DIRECTION : Silvia LIPPI, Jean-Jacques RASSIAL

ARGUMENT :

La philosophie de Spinoza comme la psychanalyse relèvent d’une éthique du désir, concept clé pour l’une et pour l’autre. Elles se rejoignent dans la thèse que l’homme n’est pas causa sui, autrement dit, il méconnait ce qui cause son désir. Ainsi, une éthique du désir implique une pensée déterministe: ce qui détermine structurellement le sujet est inconnu par le désir. C’est dire que la saisie de soi d’un sujet en passe nécessairement par ce que Lacan nomme "s’égaler à la structure".

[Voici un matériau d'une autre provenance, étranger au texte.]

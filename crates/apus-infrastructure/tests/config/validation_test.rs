//! Configuration Validation Tests

use apus_infrastructure::config::loader::validate_app_config;
use apus_infrastructure::config::{AppConfig, ConfigLoader};
use figment::Jail;

fn load_with(toml: &str) -> Result<AppConfig, String> {
    let mut outcome = Ok(AppConfig::default());
    Jail::expect_with(|jail| {
        jail.create_file("apus.toml", toml)?;
        outcome = ConfigLoader::new().load().map_err(|e| e.to_string());
        Ok(())
    });
    outcome
}

#[test]
fn test_default_config_is_valid() {
    assert!(validate_app_config(&AppConfig::default()).is_ok());
}

#[test]
fn test_rejects_invalid_log_level() {
    let err = load_with("[logging]\nlevel = \"loud\"\n").unwrap_err();
    assert!(err.contains("Invalid log level"));
}

#[test]
fn test_rejects_zoom_below_one() {
    let err = load_with("[camera]\nmax_zoom = 0.5\n").unwrap_err();
    assert!(err.contains("max_zoom"));
}

#[test]
fn test_rejects_empty_photo_directory() {
    let err = load_with("[photo_library]\ndirectory = \"\"\n").unwrap_err();
    assert!(err.contains("Photo library directory"));
}

#[test]
fn test_rejects_zero_frame_size() {
    let mut config = AppConfig::default();
    config.camera.frame_width = 0;
    assert!(validate_app_config(&config).is_err());
}

#[test]
fn test_rejects_zero_result_limit() {
    let err = load_with("[detection]\nmax_results_per_category = 0\n").unwrap_err();
    assert!(err.contains("max_results_per_category"));
}
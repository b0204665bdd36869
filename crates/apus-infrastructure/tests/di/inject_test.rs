//! Injection Accessor Tests

use std::sync::Arc;

use apus_domain::ports::HapticFeedback;
use apus_domain::value_objects::{AppSettings, ImpactStyle};
use apus_infrastructure::config::AppConfig;
use apus_infrastructure::di::{CapabilityId, Injected, OptionalInjected, Registry};
use apus_infrastructure::fakes::{FakeHaptics, HapticEvent};

#[test]
fn test_injected_resolves_on_every_read() {
    let registry = Registry::new();
    let haptics: Injected<dyn HapticFeedback> = Injected::new(&registry);

    let first = Arc::new(FakeHaptics::default());
    registry.register_instance::<dyn HapticFeedback>(first.clone());
    haptics.get().button_tap();

    let second = Arc::new(FakeHaptics::default());
    registry.register_instance::<dyn HapticFeedback>(second.clone());
    haptics.get().button_tap();

    assert_eq!(first.events(), vec![HapticEvent::Impact(ImpactStyle::Light)]);
    assert_eq!(second.events(), vec![HapticEvent::Impact(ImpactStyle::Light)]);
}

#[test]
fn test_optional_injected_tracks_registration() {
    let registry = Registry::new();
    let settings: OptionalInjected<AppSettings> = OptionalInjected::new(&registry);
    assert!(settings.get().is_none());

    registry.register_instance(Arc::new(AppSettings::new(false)));
    assert_eq!(
        settings.get().map(|s| s.is_object_detection_enabled()),
        Some(false)
    );

    registry.clear();
    assert!(settings.get().is_none());
}

#[test]
#[should_panic(expected = "is not registered")]
fn test_injected_panics_once_capability_is_cleared() {
    let registry = Registry::new();
    registry.register_instance::<dyn HapticFeedback>(Arc::new(FakeHaptics::default()));
    let haptics: Injected<dyn HapticFeedback> = Injected::new(&registry);
    haptics.get().selection();

    registry.clear();
    haptics.get().selection();
}

#[test]
fn test_default_binds_to_shared_registry() {
    let config: Injected<AppConfig> = Injected::default();

    assert_eq!(config.capability(), CapabilityId::of::<AppConfig>());
    assert_eq!(config.registry().profile_name(), Some("production"));
    assert_eq!(*config.get(), AppConfig::default());
}
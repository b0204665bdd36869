//! Photo Library Port

use std::path::PathBuf;

use crate::value_objects::{Image, PermissionStatus, PhotoLibraryError};

/// Persistent photo storage
pub trait PhotoLibraryService: Send + Sync {
    /// Ask for add-only access; `true` when granted
    fn request_permission(&self) -> bool;

    /// Store an image, returning where it was written
    fn save_image(&self, image: &Image) -> Result<PathBuf, PhotoLibraryError>;

    fn permission_status(&self) -> PermissionStatus;
}
//! AppError presentation tests

use apus_domain::value_objects::{AppError, ErrorPresentation, PhotoLibraryError};

#[test]
fn test_permission_errors_point_to_settings() {
    for error in [
        AppError::CameraPermissionDenied,
        AppError::PhotoLibraryPermissionDenied,
    ] {
        let presentation = ErrorPresentation::from(&error);
        assert!(presentation.should_show_settings);
        assert_eq!(presentation.primary_action, "Open Settings");
        assert_eq!(presentation.secondary_action.as_deref(), Some("Cancel"));
    }
}

#[test]
fn test_other_errors_only_offer_ok() {
    let presentation = ErrorPresentation::from(&AppError::Network("offline".to_string()));

    assert_eq!(presentation.title, "Error");
    assert_eq!(presentation.message, "Network error: offline");
    assert_eq!(presentation.primary_action, "OK");
    assert!(presentation.secondary_action.is_none());
    assert_eq!(
        presentation.recovery_suggestion.as_deref(),
        Some("Check your internet connection and try again.")
    );
}

#[test]
fn test_photo_library_errors_map_to_app_errors() {
    assert_eq!(
        AppError::from(&PhotoLibraryError::PermissionDenied),
        AppError::PhotoLibraryPermissionDenied
    );
    assert_eq!(
        AppError::from(&PhotoLibraryError::SaveFailed("disk full".to_string())),
        AppError::FileSystem("disk full".to_string())
    );
    assert!(matches!(
        AppError::from(&PhotoLibraryError::Unknown),
        AppError::Unknown(_)
    ));
}
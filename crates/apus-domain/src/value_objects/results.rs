//! Detection results kept for later review

use chrono::{DateTime, Utc};
use serde::{Deserialize, Serialize};
use uuid::Uuid;

use super::detection::{ClassificationResult, DetectedObject, DetectedText};
use super::geometry::Size;
use super::image::Image;

/// Kind of result a store keeps a separate history for
#[derive(Debug, Clone, Copy, PartialEq, Eq, Hash, Serialize, Deserialize)]
#[serde(rename_all = "snake_case")]
pub enum DetectionCategory {
    Ocr,
    ObjectDetection,
    Classification,
}

impl DetectionCategory {
    pub const ALL: [DetectionCategory; 3] =
        [Self::Ocr, Self::ObjectDetection, Self::Classification];

    pub fn label(self) -> &'static str {
        match self {
            Self::Ocr => "OCR",
            Self::ObjectDetection => "Object Detection",
            Self::Classification => "Classification",
        }
    }
}

/// One saved run of a detector over an image
#[derive(Debug, Clone, PartialEq, Serialize, Deserialize)]
pub struct StoredResult<T> {
    pub id: Uuid,
    pub captured_at: DateTime<Utc>,
    /// Size of the image the items were detected in
    pub image_size: Size,
    pub items: Vec<T>,
}

impl<T> StoredResult<T> {
    pub fn new(items: Vec<T>, image: &Image) -> Self {
        Self {
            id: Uuid::new_v4(),
            captured_at: Utc::now(),
            image_size: image.size(),
            items,
        }
    }

    pub fn item_count(&self) -> usize {
        self.items.len()
    }
}

pub type StoredOcrResult = StoredResult<DetectedText>;
pub type StoredObjectDetectionResult = StoredResult<DetectedObject>;
pub type StoredClassificationResult = StoredResult<ClassificationResult>;
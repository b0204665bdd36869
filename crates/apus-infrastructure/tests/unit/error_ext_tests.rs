//! Error Context Tests

use apus_domain::error::Error;
use apus_infrastructure::error_ext::ErrorContext;

fn missing_file() -> std::io::Result<()> {
    Err(std::io::Error::new(std::io::ErrorKind::NotFound, "gone"))
}

#[test]
fn test_io_context() {
    let err = missing_file().io_context("Failed to read frame").unwrap_err();

    match err {
        Error::Io { message, source } => {
            assert_eq!(message, "Failed to read frame: gone");
            assert!(source.is_some());
        }
        other => panic!("unexpected error: {other:?}"),
    }
}

#[test]
fn test_config_context() {
    let err = missing_file().config_context("Bad config").unwrap_err();
    assert!(matches!(err, Error::Configuration { .. }));
    assert_eq!(err.to_string(), "Configuration error: Bad config: gone");
}

#[test]
fn test_with_context_is_lazy() {
    let mut evaluated = false;
    let ok: std::io::Result<u8> = Ok(1);
    let value = ok
        .with_context(|| {
            evaluated = true;
            "never"
        })
        .unwrap();

    assert_eq!(value, 1);
    assert!(!evaluated);

    let err = missing_file().with_context(|| "lazy").unwrap_err();
    assert_eq!(err.to_string(), "Internal error: lazy: gone");
}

Au final, l’adéquation à la structure, qui définit la joie selon Spinoza, n’est peut-être pas si éloignée de la familiarité qui acquiert l’analysant avec ce qui le détermine, et qui lui permet aussi de transformer ses jouissances. Est-il donc pertinent de parler de "joie" pour marquer la fin du parcours analytique? Y-a-t il une confluence entre la joie, comme augmentation de la puissance d’exister, et le desêtre? Et quel rapport entre l’Amor intellectualis Dei, troisième genre de connaissance, et la fin de l’analyse?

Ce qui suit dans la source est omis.